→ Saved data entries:
▽

impl PgStore {
    pub fn new(pool: PgPool) -> Self {
        Self { pool }
    }

    /// Runs `apply` against the lot under `SELECT ... FOR UPDATE` and writes
    /// the slot counters back.
    async fn with_locked_lot<T: Send>(
        &self,
        id: Uuid,
        apply: impl FnOnce(&mut ParkingLot) -> LedgerResult<T> + Send,
    ) -> LedgerResult<(ParkingLot, T)> {
        let mut tx = self.pool.begin().await.map_err(db_error)?;

        let row: Option<ParkingRow> = sqlx::query_as(&format!(
            "SELECT {} FROM parking_lots WHERE id = $1 FOR UPDATE",
            PARKING_COLUMNS
        ))
        .bind(id)
        .fetch_optional(&mut *tx)
        .await
        .map_err(db_error)?;

        let mut lot = ParkingLot::try_from(row.ok_or_else(|| LedgerError::not_found("parking", id))?)?;
        let outcome = apply(&mut lot)?;

        sqlx::query(
            "UPDATE parking_lots SET capacity_car = $2, capacity_motorcycle = $3, \
             available_car = $4, available_motorcycle = $5, updated_at = $6 WHERE id = $1",
        )
        .bind(id)
        .bind(to_i32(lot.capacity.car)?)
        .bind(to_i32(lot.capacity.motorcycle)?)
        .bind(to_i32(lot.available.car)?)
        .bind(to_i32(lot.available.motorcycle)?)
        .bind(lot.updated_at)
        .execute(&mut *tx)
        .await
        .map_err(db_error)?;

        tx.commit().await.map_err(db_error)?;
        Ok((lot, outcome))
    }

    async fn booking_exists(&self, id: Uuid) -> LedgerResult<bool> {
        let found: Option<(Uuid,)> = sqlx::query_as("SELECT id FROM bookings WHERE id = $1")
            .bind(id)
            .fetch_optional(&self.pool)
            .await
            .map_err(db_error)?;
        Ok(found.is_some())
    }
}

/// Serialization failures and deadlocks are retryable; unique violations are conflicts.
fn db_error(err: sqlx::Error) -> LedgerError {
    if let sqlx::Error::Database(db) = &err {
        match db.code().as_deref() {
            Some("40001") | Some("40P01") => return LedgerError::Contention(db.message().to_string()),
            Some("23505") => return LedgerError::Conflict(db.message().to_string()),
            _ => {}
        }
    }
    tracing::error!(error = %err, "Database error");
    LedgerError::Storage(err.to_string())
}

fn to_i32(value: u32) -> LedgerResult<i32> {
    i32::try_from(value).map_err(|_| LedgerError::Validation(format!("{} is out of range", value)))
}

fn to_u32(value: i32, field: &str) -> LedgerResult<u32> {
    u32::try_from(value).map_err(|_| LedgerError::Storage(format!("negative {} in storage: {}", field, value)))
}

fn to_u64(value: i64, field: &str) -> LedgerResult<u64> {
    u64::try_from(value).map_err(|_| LedgerError::Storage(format!("negative {} in storage: {}", field, value)))
}

fn slot_column(vehicle_type: VehicleType) -> &'static str {
    match vehicle_type {
        VehicleType::Car => "available_car",
        VehicleType::Motorcycle => "available_motorcycle",
    }
}

fn like_pattern(query: &str) -> String {
    let escaped = query
        .replace('\\', "\\\\")
        .replace('%', "\\%")
        .replace('_', "\\_");
    format!("%{}%", escaped)
}

// Internal structs for type-safe querying
#[derive(sqlx::FromRow)]
struct AccountRow {
    id: Uuid,
    email: String,
    name: String,
    password_hash: String,
    external_subject: Option<String>,
    role: String,
    balance: i64,
    created_at: DateTime<Utc>,
    updated_at: DateTime<Utc>,
}

impl TryFrom<AccountRow> for Account {
    type Error = LedgerError;

    fn try_from(row: AccountRow) -> LedgerResult<Self> {
        Ok(Account {
            id: row.id,
            email: row.email,
            name: row.name,
            password_hash: row.password_hash,
            external_subject: row.external_subject,
            role: row.role.parse()?,
            balance: row.balance,
            created_at: row.created_at,
            updated_at: row.updated_at,
        })
    }
}

#[derive(sqlx::FromRow)]
struct ParkingRow {
    id: Uuid,
    owner_id: Uuid,
    name: String,
    address: String,
    latitude: Option<f64>,
    longitude: Option<f64>,
    capacity_car: i32,
    capacity_motorcycle: i32,
    available_car: i32,
    available_motorcycle: i32,
    rate_car: i64,
    rate_motorcycle: i64,
    open_time: NaiveTime,
    close_time: NaiveTime,
    status: String,
    created_at: DateTime<Utc>,
    updated_at: DateTime<Utc>,
}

△

→ Assignment: Would you report every line of the entries above containing the word "impl"?

→ Task solution:
impl PgStore {
        apply: impl FnOnce(&mut ParkingLot) -> LedgerResult<T> + Send,
impl TryFrom<AccountRow> for Account {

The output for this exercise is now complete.